El Plan Capitanich – Kicillof
En una reciente conferencia empresaria, el consultor Ricardo Arriazu, uno de los más escuchados de la City, opinó en los mismos términos: "En poco tiempo el problema argentino va a ser el exceso de dólares. En Vaca Muerta hay 11,2 billones de dólares. Primero entrarán cerca de 200 mil millones en inversiones y luego comenzarán a llegar los de las exportaciones de gas".
Carlos Melconián lo expresa de esta manera: "Vaca Muerta será para el país igual que dos complejos sojeros juntos. El país exportará 100 mil millones de dólares anuales sólo de soja y gas".
El desafío de Kicillof es que los principales actores económicos sean tan optimistas como Arriazu y Melconián. Él sabe que la confianza hay que ganarla. Para eso se puso a buscar dólares que refuercen las reservas del Banco Central. En el menú están 2500 millones de dólares que tomará YPF de los mercados internacionales; asociaciones de la petrolera nacional similares a las de Chevrón con al menos 10 multinacionales; un swap con el Banco Central chino por 4500 millones de dólares; otro con Brasil por 3000 millones de dólares; inversiones en infraestructura de China y Brasil por 20 mil millones de dólares y la emisión de un nuevo título público que se ofrecerá a los mercados internacionales a principio de 2014.
Los swap con los bancos centrales de China y Brasil y las emisiones de títulos de YPF y el tesoro serían los primeros dólares en llegar. En total, en Economía estiman que serán 18 mil millones de dólares.
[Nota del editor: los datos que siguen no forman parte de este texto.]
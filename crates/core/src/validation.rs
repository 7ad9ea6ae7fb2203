//! Selection checks deciding whether a command may run

use crate::{
    error::ValidationError,
    types::{Selection, SelectionEntry},
};

/// Extension (without the dot) of the only archive format the service handles
pub const ARCHIVE_EXTENSION: &str = "zip";

/// Suffix every created archive name ends with
pub const ARCHIVE_SUFFIX: &str = ".zip";

/// Whether the entry's name ends in a recognized archive extension.
///
/// Names without a `.` are never archives.
pub fn is_archive(entry: &SelectionEntry) -> bool {
    entry
        .extension()
        .is_some_and(|ext| ext.eq_ignore_ascii_case(ARCHIVE_EXTENSION))
}

/// Extract is legal for exactly one selected entry named like an archive
pub fn validate_for_extract(selection: &Selection) -> bool {
    check_extract(selection).is_ok()
}

/// Create is legal for any non-empty selection
pub fn validate_for_create(selection: &Selection) -> bool {
    check_create(selection).is_ok()
}

/// Like [`validate_for_extract`], returning the archive entry or the reason
/// it was refused
pub fn check_extract(selection: &Selection) -> Result<&SelectionEntry, ValidationError> {
    let entry = selection
        .single()
        .ok_or(ValidationError::SelectionCount(selection.len()))?;

    if !is_archive(entry) {
        return Err(ValidationError::NotAnArchive(entry.name.clone()));
    }

    Ok(entry)
}

pub fn check_create(selection: &Selection) -> Result<(), ValidationError> {
    if selection.is_empty() {
        return Err(ValidationError::EmptySelection);
    }
    Ok(())
}
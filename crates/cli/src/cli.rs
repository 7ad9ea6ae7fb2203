use anyhow::Result;
use clap::{Args, Parser, Subcommand};
use std::path::PathBuf;

use crate::commands::{
    create_command, extract_command, list_command, settings_command, status_command,
};

#[derive(Parser, Debug)]
#[command(name = "archive-cmd")]
#[command(version, about = "Extract and create zip archives through the archive service", long_about = None)]
#[command(after_help = "ENVIRONMENT:\n    RUST_LOG=debug    Enable debug logging")]
pub struct Cli {
    #[command(flatten)]
    pub global: GlobalArgs,

    #[command(subcommand)]
    pub command: Commands,
}

/// Options shared by every subcommand
#[derive(Args, Debug, Clone)]
pub struct GlobalArgs {
    /// Base URL of the server hosting the archive service
    #[arg(long, global = true, env = "ARCHIVE_SERVICE_URL", default_value = "http://localhost:8888")]
    pub base_url: String,

    /// Token sent as `Authorization: token <TOKEN>`
    #[arg(long, global = true, env = "JUPYTER_TOKEN", hide_env_values = true)]
    pub token: Option<String>,

    /// Directory the given paths are relative to (the server's root directory)
    #[arg(long, global = true, default_value = ".")]
    pub root: PathBuf,

    /// Settings file (.json or .toml) holding `extractToNamedFolder`
    #[arg(long, global = true)]
    pub settings: Option<PathBuf>,
}

#[derive(Subcommand, Debug)]
pub enum Commands {
    /// Extract a zip archive on the server
    #[command(visible_alias = "x")]
    Extract {
        /// Archive path relative to --root (e.g., data/archive.zip)
        path: String,

        /// Override the `extractToNamedFolder` setting for this call
        #[arg(long, value_name = "BOOL", action = clap::ArgAction::Set)]
        extract_to_named_folder: Option<bool>,
    },
    /// Create a zip archive from files and directories
    #[command(visible_alias = "c")]
    Create {
        /// Paths relative to --root, archived in the given order
        #[arg(required = true)]
        paths: Vec<String>,

        /// Archive name; prompts when omitted (`.zip` is appended if missing)
        #[arg(short, long)]
        name: Option<String>,
    },
    /// Show which commands are enabled and visible for a selection
    Status {
        /// Selected paths relative to --root
        paths: Vec<String>,

        /// Show extract even when the selection cannot be extracted
        #[arg(long)]
        always_show_extract: bool,
    },
    /// List the registered commands
    #[command(name = "commands")]
    List,
    /// Show the settings the commands read
    Settings {
        /// Keep running and print every change to the settings file
        #[arg(short, long)]
        watch: bool,
    },
}

impl Cli {
    /// Execute the selected subcommand
    pub async fn execute(self) -> Result<()> {
        let global = self.global;
        match self.command {
            Commands::Extract {
                path,
                extract_to_named_folder,
            } => extract_command(&global, &path, extract_to_named_folder).await,
            Commands::Create { paths, name } => create_command(&global, &paths, name).await,
            Commands::Status {
                paths,
                always_show_extract,
            } => status_command(&global, &paths, always_show_extract),
            Commands::List => list_command(),
            Commands::Settings { watch } => settings_command(&global, watch).await,
        }
    }
}
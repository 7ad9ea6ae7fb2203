use anyhow::Result;
use archive_commands_core::{CommandKind, PLUGIN_ID};

pub fn list_command() -> Result<()> {
    println!("🔌 {PLUGIN_ID}");
    for kind in CommandKind::ALL {
        let descriptor = kind.descriptor();
        println!("   {:<24} {}", descriptor.id, descriptor.label);
        println!("   {:<24} {} ({})", "", descriptor.caption, descriptor.category);
    }
    Ok(())
}
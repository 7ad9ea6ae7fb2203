pub mod cli;
pub mod commands;
pub mod display;
pub mod host;
pub mod utils;

// Re-export commonly used items
pub use cli::{Cli, Commands, GlobalArgs};
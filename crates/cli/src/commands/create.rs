use anyhow::{Result, bail};
use archive_commands_core::{CommandKind, services::FixedPrompt};
use std::sync::Arc;
use tracing::debug;

use super::session::Session;
use crate::cli::GlobalArgs;
use crate::display::print_outcome;

pub async fn create_command(global: &GlobalArgs, paths: &[String], name: Option<String>) -> Result<()> {
    debug!("Archiving {} path(s) via {}", paths.len(), global.base_url);

    let session = match name {
        Some(name) => Session::with_prompt(global, paths, Arc::new(FixedPrompt::accepting(name)))?,
        None => Session::interactive(global, paths)?,
    };

    let outcome = session.controller.create().await;
    print_outcome(CommandKind::Create, &outcome);

    if let Some(e) = outcome.error() {
        bail!("Creating the archive failed: {}", e);
    }
    Ok(())
}
//! Local archive service stand-in shared by the integration tests
#![allow(dead_code)]

use std::io::Read;
use std::net::TcpListener;
use std::sync::{Arc, Mutex};
use std::thread;
use std::time::Duration;
use tiny_http::{Header, Response, Server};

/// Request seen by the stand-in service
#[derive(Debug, Clone)]
pub struct Recorded {
    pub url: String,
    pub body: String,
    pub authorization: Option<String>,
}

pub struct ServiceStub {
    pub base_url: String,
    pub requests: Arc<Mutex<Vec<Recorded>>>,
}

impl ServiceStub {
    /// Serve `(status, body)` for every POST until dropped
    pub fn answering(status: u16, body: &str) -> Self {
        let server = Server::http("127.0.0.1:0").expect("http server");
        let base_url = format!("http://{}", server.server_addr());
        let requests = Arc::new(Mutex::new(Vec::new()));
        let recorded = Arc::clone(&requests);
        let body = body.to_string();

        // Stops once the stub is dropped
        thread::spawn(move || loop {
            let mut req = match server.recv_timeout(Duration::from_millis(500)) {
                Ok(Some(req)) => req,
                Ok(None) => {
                    if Arc::strong_count(&recorded) == 1 {
                        break;
                    }
                    continue;
                }
                Err(_) => break,
            };
            let mut content = String::new();
            let _ = req.as_reader().read_to_string(&mut content);
            let authorization = req
                .headers()
                .iter()
                .find(|h| h.field.equiv("Authorization"))
                .map(|h| h.value.as_str().to_string());
            recorded.lock().unwrap().push(Recorded {
                url: req.url().to_string(),
                body: content,
                authorization,
            });
            let response = Response::from_string(body.clone())
                .with_status_code(status)
                .with_header(Header::from_bytes("Content-Type", "application/json").expect("header"));
            let _ = req.respond(response);
        });

        Self { base_url, requests }
    }

    pub fn recorded(&self) -> Vec<Recorded> {
        self.requests.lock().unwrap().clone()
    }
}

/// Base URL of a port nothing listens on
pub fn closed_base_url() -> String {
    let listener = TcpListener::bind("127.0.0.1:0").expect("bind");
    let addr = listener.local_addr().expect("local addr");
    drop(listener);
    format!("http://{addr}")
}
Los anuncios del resto, esperan, generarán confianza. "El tema no es cuántas reservas tengamos, la cuestión es que se sepa que tenemos el crédito abierto y que en los próximos años ingresarán decenas de miles de millones de dólares", opina el ministro.
Para tener el crédito abierto el Gobierno trabaja a paso acelerado con los temas internacionales pendientes: holdouts, FMI y Club de París. El problema es que el ritmo con los entes internacionales no los marca Argentina.
La hoja de ruta de Capitanich y Kicillof sigue en marzo. En los próximos cuatro meses seguirán subiendo el dólar oficial hasta 7,50 y bajando el dólar negro, vía caída del "contado con liqui", a menos de ocho pesos.
Si en ese momento se logró revertir la caída de reservas y que el mercado sepa que el país tiene el crédito abierto, el Gobierno dará el paso: abrirá el cepo cambiario e irá nuevamente a una flotación sucia.
A partir de ahí, con las reservas recuperadas y un dólar único y a un precio competitivo, el Gobierno espera recuperar un ritmo de crecimiento acorde al potencial argentino actual. La hoja de ruta está trazada: los obstáculos a sortear son muchos.